妹と姉がいるそうで、和馬の気持ちには「自分にも思い当たる節がありますね。気恥ずかしさだったり、東京で好き勝手やっていることの後ろめたさ、それをカモフラージュするためにちょっと明るく話してみたり……」。
自身は北海道札幌市出身。実家を飛び出したことも共通点。19歳の時に大学進学を機に上京したのだ。「最初から俳優をやるつもりで東京に出てきたんです。正確には大学には入学しているんですけど、3か月も通っていませんね……。なので、親には入学金の無駄遣いをさせてしまいました。泣いてましたね。だから、東京と実家で安息の地を探している和馬の気持ちは分かる部分もありました。実家に帰っても、どこかで何かを演じなきゃならない。自分の居場所を彼も探していたんだと思います」。
2013年に本格的に俳優活動をスタートし、以降、映画、ドラマ、舞台でキャリアを積み上げてきた。20年に第42回ヨコハマ映画祭最優秀新人賞を、21年には、第13回TAMA映画賞最優秀新進男優賞を授賞した。
今は、居場所を見つけられたのではないか。「確かに、カメラの前での居場所はできたように思えます。でも、僕ら俳優は、現実に帰ってこなきゃいけないですから。現実の世の中で生活をして生きていかなきゃいけないわけで、その居場所は自分自身でもう1回見つけないといけないと思っています」。
「中村屋酒店の兄弟」はいろんな気付きを与えてくれた作品になった。特に教えてくれたのは兄役の長尾だ。「スタッフは映画が初めての人が多く、不慣れな部分もあったんですけども、長尾さんは最後まで一つも文句を言わなかったんです。だから、僕も何も言わないようにしたんです。そうしたら、3日目から、スタッフが“段取りファースト”から“お芝居ファースト”に変わっていった。それは、僕たちの意識が伝わったんだと思います。はっきり伝えるっていうのは、自分の気持ちを伝えたいだけで、コミュニケーションって、そういうことだけではないんだと思いました」。
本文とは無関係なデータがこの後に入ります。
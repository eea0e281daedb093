//! Contract bindings for the EVM bridge deployments

pub mod bridge;

pub use bridge::{BscBridge, XLayerBridge};
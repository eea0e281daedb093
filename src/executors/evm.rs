//! EVM destination legs
//!
//! Both legs carry the same data (recipient, amount, source nonce, source
//! chain id, attestation); they differ only in entry point, argument order
//! and digest layout.

use std::str::FromStr;
use std::sync::Arc;

use alloy::primitives::{Address, Bytes, U256};
use alloy::sol_types::SolCall;
use tracing::{debug, info};

use super::ExecutionError;
use crate::attestation::{AttestationRequest, AttestationSigner, DigestLayout};
use crate::connectors::EvmConnector;
use crate::contracts::{BscBridge, XLayerBridge};
use crate::db::BridgeRequest;
use crate::types::{format_tx_hash, parse_tx_hash, ChainName};

pub struct EvmExecutor {
    connector: Arc<dyn EvmConnector>,
    signer: Arc<AttestationSigner>,
    /// This (destination) chain's id
    chain_id: u64,
    /// The only chain that routes here
    source_chain: ChainName,
    source_chain_id: u64,
}

impl EvmExecutor {
    pub fn new(
        connector: Arc<dyn EvmConnector>,
        signer: Arc<AttestationSigner>,
        chain_id: u64,
        source_chain: ChainName,
        source_chain_id: u64,
    ) -> Self {
        Self {
            connector,
            signer,
            chain_id,
            source_chain,
            source_chain_id,
        }
    }

    pub fn chain(&self) -> ChainName {
        self.connector.chain()
    }

    pub(super) async fn submit(
        &self,
        request: &BridgeRequest,
        layout: DigestLayout,
    ) -> Result<String, ExecutionError> {
        if request.from_chain != self.source_chain {
            return Err(ExecutionError::InvalidRequest(format!(
                "{} cannot be credited on {} (expected source {})",
                request.from_chain,
                self.chain(),
                self.source_chain
            )));
        }

        let recipient = Address::from_str(&request.to_address).map_err(|e| {
            ExecutionError::MalformedDestination {
                address: request.to_address.clone(),
                reason: e.to_string(),
            }
        })?;
        if recipient == Address::ZERO {
            return Err(ExecutionError::MalformedDestination {
                address: request.to_address.clone(),
                reason: "zero address".to_string(),
            });
        }

        let amount = U256::from_str_radix(&request.amount, 10)
            .map_err(|e| ExecutionError::InvalidAmount(format!("{}: {}", request.amount, e)))?;
        let source_nonce = u64::try_from(request.nonce)
            .map_err(|_| {
                ExecutionError::InvalidRequest(format!("negative nonce {}", request.nonce))
            })?;

        let bridge = self.connector.bridge_address();
        let attestation = AttestationRequest {
            recipient,
            amount,
            source_nonce,
            source_chain_id: self.source_chain_id,
            destination_chain_id: self.chain_id,
            destination_contract: bridge,
        };
        let signature = self.signer.sign(layout, &attestation)?;

        let calldata = encode_call(layout, &attestation, signature);

        debug!(
            chain = %self.chain(),
            source_tx_hash = %request.source_tx_hash,
            nonce = source_nonce,
            "Submitting destination transaction"
        );

        let tx_hash = self
            .connector
            .send_transaction(bridge, calldata)
            .await
            .map_err(|e| ExecutionError::Submission(format!("{:#}", e)))?;

        let tx_hash = format_tx_hash(&tx_hash);
        info!(
            chain = %self.chain(),
            source_tx_hash = %request.source_tx_hash,
            destination_tx_hash = %tx_hash,
            "Destination transaction sent"
        );
        Ok(tx_hash)
    }

    pub(super) async fn confirm(&self, destination_tx: &str) -> Result<(), ExecutionError> {
        let tx_hash = parse_tx_hash(destination_tx).map_err(|e| ExecutionError::Confirmation {
            tx: destination_tx.to_string(),
            reason: e.to_string(),
        })?;

        match self.connector.wait_for_receipt(tx_hash).await {
            Ok(Some(true)) => Ok(()),
            Ok(Some(false)) => Err(ExecutionError::Reverted(destination_tx.to_string())),
            Ok(None) => Err(ExecutionError::Confirmation {
                tx: destination_tx.to_string(),
                reason: "no receipt before timeout".to_string(),
            }),
            Err(e) => Err(ExecutionError::Confirmation {
                tx: destination_tx.to_string(),
                reason: format!("{:#}", e),
            }),
        }
    }

    pub(super) async fn check_landed(&self, destination_tx: &str) -> eyre::Result<Option<bool>> {
        let tx_hash = parse_tx_hash(destination_tx)?;
        self.connector.receipt_status(tx_hash).await
    }
}

/// ABI-encode the entry point call for `layout`
pub fn encode_call(
    layout: DigestLayout,
    attestation: &AttestationRequest,
    signature: Bytes,
) -> Bytes {
    let encoded = match layout {
        DigestLayout::Release => BscBridge::releaseCall {
            to: attestation.recipient,
            amount: attestation.amount,
            srcNonce: U256::from(attestation.source_nonce),
            srcChainId: U256::from(attestation.source_chain_id),
            signature,
        }
        .abi_encode(),
        DigestLayout::BridgeIn => XLayerBridge::bridgeInCall {
            to: attestation.recipient,
            amount: attestation.amount,
            srcChainId: U256::from(attestation.source_chain_id),
            srcNonce: U256::from(attestation.source_nonce),
            signature,
        }
        .abi_encode(),
    };
    Bytes::from(encoded)
}
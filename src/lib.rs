//! EAGLE bridge relayer - library interface
//!
//! Re-exports internal modules for use in integration tests.

pub mod api;
pub mod attestation;
pub mod config;
pub mod confirmation;
pub mod connectors;
pub mod contracts;
pub mod db;
pub mod events;
pub mod executors;
pub mod metrics;
pub mod processor;
pub mod recovery;
pub mod retry;
pub mod service;
pub mod types;
pub mod watchers;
出演後は新たな関係性も生まれている。「長尾さんとは全然似ていないんですけど、映画を見ていると、兄弟に見えてくるから不思議ですね。日常生活でも、長男・長尾さん、次男・僕、三男・白磯君の三兄弟みたいな感じなんです。頻繁に連絡を取ったり、お酒を飲んだりするわけじゃないけど、久々に会うことができたら、みんなで近況報告を恥じらいながらする。そんな関係ができあがりました」。